__Work order__.
Among the records below, find the line that has "use super::SessionError;"; from there, give the lines again exactly, and stop after the line that has "pub struct ElementRegistry".

__Provided entries__.
§ §

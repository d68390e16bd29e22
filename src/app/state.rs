use std::path::PathBuf;

use chrono::Local;
use crossterm::event::KeyCode;
use tracing::{info, warn};

use crate::config::Config;
use crate::session::{AddOutcome, Screen, Session, SessionError};
use crate::store::{self, LoadOutcome};
use crate::types::{LogEntry, Shift};

use super::AppEvent;

/// The top-level application state.
pub struct App {
    pub running: bool,
    pub session: Session,
    pub config: Config,
    pub data_dir: PathBuf,
    pub status: Option<String>,
    pub input: String,
    pub element_input_active: bool,
    pub selected_shift_index: usize,
    pub selected_element_index: usize,
    pub known_projects: Vec<String>,
    known_project_cursor: Option<usize>,
    /// Set when the previous log could not be read. Autosave would overwrite
    /// it, so only an explicit export writes the file.
    pub autosave_suspended: bool,
    pub show_help: bool,
    pub confirm_popup: Option<ConfirmPopup>,
}

#[derive(Clone, Copy, Debug, PartialEq, Eq)]
pub enum ConfirmAction {
    ResetLog,
}

#[derive(Clone, Debug)]
pub struct ConfirmPopup {
    pub message: String,
    pub action: ConfirmAction,
}
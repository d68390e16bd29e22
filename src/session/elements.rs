use std::collections::HashMap;

use crate::color::random_color;
use crate::types::Rgb;

use super::SessionError;

/// Result of submitting a name to the registry.
#[derive(Clone, Debug, PartialEq, Eq)]
pub enum AddOutcome {
    Added(String),
    /// Nothing was submitted (empty or whitespace-only input).
    Blank,
}

/// Ordered, duplicate-free list of work elements with their display colors.
#[derive(Debug, Default)]
pub struct ElementRegistry {
    names: Vec<String>,
    colors: HashMap<String, Rgb>,
}

impl ElementRegistry {
    pub fn add(&mut self, name: &str) -> Result<AddOutcome, SessionError> {
        self.add_with_color(name, random_color)
    }

    fn add_with_color(
        &mut self,
        name: &str,
        color: impl FnOnce() -> Rgb,
    ) -> Result<AddOutcome, SessionError> {
        let name = name.trim();
        if name.is_empty() {
            return Ok(AddOutcome::Blank);
        }
        if self.contains(name) {
            return Err(SessionError::DuplicateElement(name.to_string()));
        }
        self.names.push(name.to_string());
        self.colors.insert(name.to_string(), color());
        Ok(AddOutcome::Added(name.to_string()))
    }

    pub fn remove(&mut self, index: usize) -> Result<String, SessionError> {
        if index >= self.names.len() {
            return Err(SessionError::IndexOutOfBounds {
                index,
                len: self.names.len(),
            });
        }
        let name = self.names.remove(index);
        self.colors.remove(&name);
        Ok(name)
    }

    pub fn contains(&self, name: &str) -> bool {
        self.names.iter().any(|existing| existing == name)
    }

    pub fn get(&self, index: usize) -> Option<&str> {
        self.names.get(index).map(String::as_str)
    }

    pub fn color_of(&self, name: &str) -> Option<Rgb> {
        self.colors.get(name).copied()
    }

    pub fn len(&self) -> usize {
        self.names.len()
    }

    pub fn is_empty(&self) -> bool {
        self.names.is_empty()
    }

    pub fn iter(&self) -> impl Iterator<Item = &str> {
        self.names.iter().map(String::as_str)
    }
}
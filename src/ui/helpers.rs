use ratatui::{
    style::{Color, Modifier, Style},
    widgets::{Block, BorderType, Borders},
};

use super::theme::Theme;
use crate::app::App;
use crate::types::Rgb;

pub fn clamp_name(value: &str, width: usize) -> String {
    let value_len = value.chars().count();
    if value_len <= width {
        return format!("{value:<width$}", width = width);
    }
    let trimmed = value
        .chars()
        .take(width.saturating_sub(2))
        .collect::<String>();
    format!("{trimmed}..")
}

pub fn rgb_to_color(rgb: Rgb) -> Color {
    Color::Rgb(rgb.r, rgb.g, rgb.b)
}

/// Bold text in the element's assigned color, plain text for unknown names.
pub fn element_style(app: &App, element: &str) -> Style {
    match app.session.elements().color_of(element) {
        Some(rgb) => Style::default()
            .fg(rgb_to_color(rgb))
            .add_modifier(Modifier::BOLD),
        None => Style::default().fg(Theme::text()),
    }
}

pub fn rounded_block() -> Block<'static> {
    Block::default()
        .borders(Borders::ALL)
        .border_type(BorderType::Rounded)
        .style(Style::default().fg(Theme::secondary()))
}

#[cfg(test)]
mod tests {
    use super::*;

    #[test]
    fn clamp_name_pads_and_truncates() {
        assert_eq!(clamp_name("Pick", 6), "Pick  ");
        assert_eq!(clamp_name("Inspection", 6), "Insp..");
    }
}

§ §

__Solution__.
use super::SessionError;

/// Result of submitting a name to the registry.
#[derive(Clone, Debug, PartialEq, Eq)]
pub enum AddOutcome {
    Added(String),
    /// Nothing was submitted (empty or whitespace-only input).
    Blank,
}

/// Ordered, duplicate-free list of work elements with their display colors.
#[derive(Debug, Default)]
pub struct ElementRegistry {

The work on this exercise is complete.